Les SDJ fustigent des « injonctions contradictoires »
La redevance audiovisuelle, une vieille taxe datant de 1933, s'élève aujourd'hui à 138 euros. Elle est payée par tous les foyers disposant d'un téléviseur. Elle rapporte chaque année plus de 3 milliards d'euros, lesquels financent l'essentiel du budget de France Télévisions, de Radio France, de l'INA, d'Arte France, de TV5 Monde et de France Médias Monde. Le gouvernement souhaite la supprimer via le projet de loi de finances rectificative (PLFR), qui sera présenté dans le courant du mois prochain, après les législatives. Pendant la campagne présidentielle Gabriel Attal, alors porte-parole du gouvernement, a promis que l'objectif n'était pas de réduire cette enveloppe.
Mais du côté de l'audiovisuel public, on n'y croît guère... Le 15 mai dernier, les sociétés des journalistes (SDJ) de France 2, de France 3 et de Franceinfo.fr ont dénoncé « un jeu de dupe ». Comment, fustigent-elles dans un communiqué commun, l'exécutif peut-il justifier cette manœuvre pour rendre du pouvoir d'achat au Français, tout en « garantissant les moyens » de l'audiovisuel public ? Il s'agit là, selon les SDJ, d'« injonctions contradictoire » : « Soit l'Etat continue de financier l'audiovisuel public et mobilise de l'argent public, donc celui du contribuable, expliquent les SDJ. Soit il ne compense pas la fin de la redevance, et réduit donc les moyens de l'audiovisuel public. »
Quand Macron taclait l'audiovisuel public
En parallèle, l'audiovisuel public redoute une perte d'indépendance vis-à-vis de l'Etat et de la sphère politique. Personne n'a oublié les propos d'Emmanuel Macron qui, en 2017, aurait déclaré que les télévisions et radios publiques étaient « la honte de la république ». Quand bien même l'Élysée a ensuite formellement démenti ces propos. Spécialiste des médias, l'économiste Julia Cagé estime, notamment, que la disparition de la redevance relève « d'une attaque contre le service public de l'information ». Elle y voit « une atteinte directe à l'indépendance des médias, alors même que l'audiovisuel privé devient plus concentré que jamais avec la fusion TF1/M6 soutenue par l'Élysée ».

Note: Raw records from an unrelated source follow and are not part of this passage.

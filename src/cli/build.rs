use anyhow::Result;
use clap::Parser;
use indicatif::ProgressBar;
use log::info;
use tokio::task::block_in_place;

use crate::builder::{LogObserver, ProgressEvent, ProgressObserver};
use crate::cli::SubCommandExtend;
use crate::imdb::IMDB;
use crate::memory::SystemMemoryMonitor;
use crate::search_config::ConfigUpdate;
use crate::utils::pb_style;
use crate::Opts;

#[derive(Parser, Debug, Clone)]
pub struct BuildCommand {
    /// 只对本次构建生效的配置
    #[command(flatten)]
    pub config: ConfigUpdate,
}

impl SubCommandExtend for BuildCommand {
    async fn run(&self, opts: &Opts) -> Result<()> {
        let mut db = block_in_place(|| IMDB::open(opts.conf_dir.clone()))?;
        db.override_config(&self.config)?;

        let observer = BarObserver { pb: ProgressBar::no_length().with_style(pb_style()) };
        let index = block_in_place(|| db.build_index(&SystemMemoryMonitor, &observer))?;
        observer.pb.finish_with_message("索引构建完成");
        info!("构建索引成功: {} 个描述符, {} 棵树", index.len(), index.tree_count());
        Ok(())
    }
}

/// 在进度条上显示构建进度，警告同时写入日志
struct BarObserver {
    pb: ProgressBar,
}

impl ProgressObserver for BarObserver {
    fn report(&self, event: &ProgressEvent) {
        match event {
            ProgressEvent::IngestStarted { images, .. } => {
                self.pb.set_length(*images as u64);
                self.pb.set_message("读取描述符");
            }
            ProgressEvent::BatchIngested(p) => {
                self.pb.set_position(p.images_processed as u64);
                self.pb.set_message(format!("{} 个描述符", p.entries));
            }
            ProgressEvent::ForestBuildStarted { entries, tree_count } => {
                self.pb.set_message(format!("正在构建 {tree_count} 棵树 ({entries} 个描述符)"));
            }
            _ => self.pb.suspend(|| LogObserver.report(event)),
        }
    }
}
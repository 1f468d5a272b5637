use std::fs;

/// 内存使用快照
#[derive(Debug, Clone, Copy, PartialEq, Eq)]
pub struct MemoryUsage {
    /// 当前进程的常驻内存
    pub resident_bytes: u64,
    /// 系统剩余可用内存
    pub available_bytes: u64,
}

/// 查询宿主机的内存状态
pub trait MemoryMonitor: Send + Sync {
    fn current_usage(&self) -> MemoryUsage;
}

/// 读取 /proc 获取内存信息，其他平台上视为内存不受限
#[derive(Debug, Clone, Copy, Default)]
pub struct SystemMemoryMonitor;

impl MemoryMonitor for SystemMemoryMonitor {
    fn current_usage(&self) -> MemoryUsage {
        MemoryUsage {
            resident_bytes: read_kb_field("/proc/self/status", "VmRSS:").unwrap_or(0),
            available_bytes: read_kb_field("/proc/meminfo", "MemAvailable:").unwrap_or(u64::MAX),
        }
    }
}

/// 返回固定数值，用于测试和限制构建规模
#[derive(Debug, Clone, Copy)]
pub struct FixedMemoryMonitor(pub MemoryUsage);

impl FixedMemoryMonitor {
    pub fn available(bytes: u64) -> Self {
        Self(MemoryUsage { resident_bytes: 0, available_bytes: bytes })
    }
}

impl MemoryMonitor for FixedMemoryMonitor {
    fn current_usage(&self) -> MemoryUsage {
        self.0
    }
}

/// 读取形如 `MemAvailable:   123456 kB` 的字段，返回字节数
fn read_kb_field(file: &str, key: &str) -> Option<u64> {
    let content = fs::read_to_string(file).ok()?;
    parse_kb_field(&content, key)
}

fn parse_kb_field(content: &str, key: &str) -> Option<u64> {
    content.lines().find(|line| line.starts_with(key)).and_then(|line| {
        let kb: u64 = line.split_whitespace().nth(1)?.parse().ok()?;
        Some(kb * 1024)
    })
}
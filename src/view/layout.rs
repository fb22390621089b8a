//! Field geometry shared by the grid-like views.
//!
//! All ranges are half-open: a field starting at `s` with width `w` covers
//! `s <= x < s + w`.

use ratatui::style::{Color, Modifier, Style};

use crate::window::surface::Surface;

/// Selection gutter on the left of every list.
pub const MARGIN: i32 = 2;
pub const MIN_FIELD_WIDTH: u16 = 3;
pub const DEFAULT_CELL_WIDTH: u16 = 12;

pub fn in_margin(x: i32) -> bool {
    (0..MARGIN).contains(&x)
}

/// Index of the field under `x`, where fields start right after the margin.
pub fn field_at(widths: &[u16], x: i32) -> Option<usize> {
    let mut start = MARGIN;
    for (index, width) in widths.iter().enumerate() {
        let end = start + i32::from(*width);
        if (start..end).contains(&x) {
            return Some(index);
        }
        start = end;
    }
    None
}

pub fn field_start(widths: &[u16], index: usize) -> i32 {
    MARGIN + widths[..index].iter().map(|w| i32::from(*w)).sum::<i32>()
}

/// Grow or shrink one field, never below [`MIN_FIELD_WIDTH`].
pub fn resize_field(widths: &mut [u16], index: usize, delta: i32) {
    if let Some(width) = widths.get_mut(index) {
        let resized = (i32::from(*width) + delta)
            .clamp(i32::from(MIN_FIELD_WIDTH), i32::from(u16::MAX));
        *width = resized as u16;
    }
}

/// Truncate to leave one blank column before the next field.
pub fn fit(text: &str, width: u16) -> String {
    text.chars().take(usize::from(width.saturating_sub(1))).collect()
}

pub fn header_style() -> Style {
    Style::default().add_modifier(Modifier::BOLD | Modifier::UNDERLINED)
}

pub fn selected_style() -> Style {
    Style::default().fg(Color::Cyan)
}

pub fn editing_style() -> Style {
    Style::default()
        .fg(Color::Yellow)
        .add_modifier(Modifier::BOLD | Modifier::UNDERLINED)
}

/// Paint one line of fields. `editing` highlights a single field.
pub fn paint_fields(
    surface: &mut dyn Surface,
    y: i32,
    widths: &[u16],
    texts: &[String],
    style: Style,
    editing: Option<usize>,
) {
    for (index, (text, width)) in texts.iter().zip(widths).enumerate() {
        let x = field_start(widths, index);
        if editing == Some(index) {
            let mut shown = fit(text, *width);
            shown.push('_');
            surface.put_str(x, y, &shown, editing_style());
        } else {
            surface.put_str(x, y, &fit(text, *width), style);
        }
    }
}

pub fn paint_marker(surface: &mut dyn Surface, y: i32, selected: bool) {
    if selected {
        surface.put_str(0, y, "*", selected_style());
    }
}

#[cfg(test)]
mod tests {
    use super::*;

    #[test]
    fn test_field_boundaries_are_half_open() {
        let widths = [4, 3];
        assert_eq!(field_at(&widths, 1), None);
        assert_eq!(field_at(&widths, 2), Some(0));
        assert_eq!(field_at(&widths, 5), Some(0));
        assert_eq!(field_at(&widths, 6), Some(1));
        assert_eq!(field_at(&widths, 8), Some(1));
        assert_eq!(field_at(&widths, 9), None);
    }

    #[test]
    fn test_resize_clamps_to_minimum() {
        let mut widths = [10, 10];
        resize_field(&mut widths, 0, -20);
        assert_eq!(widths[0], MIN_FIELD_WIDTH);
        resize_field(&mut widths, 1, 5);
        assert_eq!(widths[1], 15);
        resize_field(&mut widths, 7, 5);
        assert_eq!(widths, [MIN_FIELD_WIDTH, 15]);
    }

    #[test]
    fn test_field_start_and_fit() {
        let widths = [16, 9, 8];
        assert_eq!(field_start(&widths, 0), MARGIN);
        assert_eq!(field_start(&widths, 2), MARGIN + 25);
        assert_eq!(fit("abcdef", 4), "abc");
        assert_eq!(fit("ab", 4), "ab");
    }
}
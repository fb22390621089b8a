//! Window layer
//!
//! Frames decorate views with a title bar and a close button. The
//! [`ViewManager`] keeps them stacked and routes input to them.

pub mod frame;
pub mod manager;
pub mod surface;

pub use frame::{Frame, FrameHit, FrameId};
pub use manager::ViewManager;
pub use surface::{BufferSurface, Surface};
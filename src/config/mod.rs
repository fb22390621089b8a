//! Configuration module
//!
//! Window geometry, input timing and logging settings, read from a TOML
//! file in the platform config directory.

#[allow(clippy::module_inception)]
pub mod config;

pub use config::Config;
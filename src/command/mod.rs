//! Reversible commands and the linear undo history.

#[allow(clippy::module_inception)]
pub mod command;
pub mod history;

pub use command::Command;
pub use history::History;
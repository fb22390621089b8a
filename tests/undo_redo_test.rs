use tablr::manager::TableManager;
use tablr::model::{CellValue, ColumnType, Table};

fn snapshot(tables: &TableManager) -> Vec<Table> {
    tables.store().tables().to_vec()
}

/// A mixed workload touching every kind of command.
fn run_workload(tables: &mut TableManager) -> usize {
    let before = tables.history().len();

    let people = tables.add_table();
    let scratch = tables.add_table();
    tables.rename_table(people, "People").unwrap();
    let name = tables.add_column(people).unwrap();
    let age = tables.add_column(people).unwrap();
    tables.rename_column(people, age, "Age").unwrap();
    tables.change_type(people, age).unwrap(); // Boolean
    tables.change_type(people, age).unwrap(); // Integer
    tables.set_default_value(people, age, "18").unwrap();
    tables.add_row(people).unwrap();
    tables.add_row(people).unwrap();
    tables.update_cell(people, name, 0, "Ada").unwrap();
    tables.update_cell(people, age, 1, "36").unwrap();
    tables.toggle_allow_blanks(people, age).unwrap();
    tables.remove_row(people, 0).unwrap();
    tables.remove_column(people, name).unwrap();
    tables.remove_table(scratch).unwrap();

    tables.history().len() - before
}

#[test]
fn test_undo_all_restores_initial_state() {
    let mut tables = TableManager::new();
    let seed = tables.add_table();
    tables.add_column(seed).unwrap();
    let before = snapshot(&tables);

    let n = run_workload(&mut tables);
    let after = snapshot(&tables);
    assert_eq!(n, 17);

    for _ in 0..n {
        assert!(tables.undo());
    }
    assert_eq!(snapshot(&tables), before);

    for _ in 0..n {
        assert!(tables.redo());
    }
    assert_eq!(snapshot(&tables), after);
    assert!(!tables.redo());
}

#[test]
fn test_new_command_after_undo_drops_redo_tail() {
    let mut tables = TableManager::new();
    let table = tables.add_table();
    tables.rename_table(table, "A").unwrap();
    tables.rename_table(table, "B").unwrap();
    tables.rename_table(table, "C").unwrap();

    assert!(tables.undo());
    assert!(tables.undo());
    assert_eq!(tables.table(table).unwrap().name(), "A");
    assert!(tables.history().can_redo());

    tables.rename_table(table, "D").unwrap();
    assert!(!tables.history().can_redo());
    assert!(!tables.redo());
    assert_eq!(tables.table(table).unwrap().name(), "D");
    assert_eq!(tables.history().len(), 3);
}

#[test]
fn test_type_change_round_trips_cells() {
    let mut tables = TableManager::new();
    let table = tables.add_table();
    let column = tables.add_column(table).unwrap();
    tables.add_row(table).unwrap();
    tables.update_cell(table, column, 0, "hello").unwrap();

    // "hello" is not an integer, so it falls back once converted
    tables.change_type(table, column).unwrap();
    tables.change_type(table, column).unwrap();
    assert_eq!(
        tables.table(table).unwrap().column(column).unwrap().column_type(),
        ColumnType::Integer
    );
    assert_eq!(tables.cell(table, column, 0), Some(&CellValue::Integer(0)));

    tables.undo();
    tables.undo();
    assert_eq!(
        tables.cell(table, column, 0),
        Some(&CellValue::Text("hello".to_string()))
    );
}

#[test]
fn test_rejected_input_records_nothing() {
    let mut tables = TableManager::new();
    let table = tables.add_table();
    let column = tables.add_column(table).unwrap();
    tables.add_row(table).unwrap();
    tables.change_type(table, column).unwrap();
    tables.change_type(table, column).unwrap();
    let len = tables.history().len();

    assert!(tables.update_cell(table, column, 0, "12a").is_err());
    assert!(tables.update_cell(table, column, 5, "1").is_err());
    assert!(tables.set_default_value(table, column, "many").is_err());
    assert_eq!(tables.history().len(), len);
}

Le gouvernement, lui, se défend en expliquant que des garde-fous seront mis en place concernant le dispositif qui remplacera la redevance. Pendant la campagne présidentielle, Emmanuel Macron a notamment évoqué la possibilité d'« un budget avec de la visibilité pluriannuelle », lequel « ne donne pas lieu à la régulation budgétaire dans l'année par le gouvernement ».
Une manœuvre politique ?
Il n'empêche que pour beaucoup, la volonté et l'empressement du gouvernement d'en finir avec la redevance relève d'une manœuvre politique. Cette mesure viserait, dans ce scénario, à cajoler les électeurs de droite et d'extrême droite, dont les leaders ont multiplié les piques contre l'audiovisuel public, jugé trop à gauche, et son financement. Marine le Pen, la cheffe de file du Rassemblement national, comme Eric Zemmour, à la tête de Reconquête, ont tous deux tiré à boulet contre la redevance, tout en appelant à privatiser les principales chaînes publiques. L'an dernier, Valérie Pécresse, la candidate des Républicains à la présidentielle, a, elle, estimé que la fin de la redevance n'était « pas un tabou ». La fin de cette taxe va, sans nul doute, constituer le premier dossier explosif de Rima Abdul Malak, la nouvelle ministre de la Culture.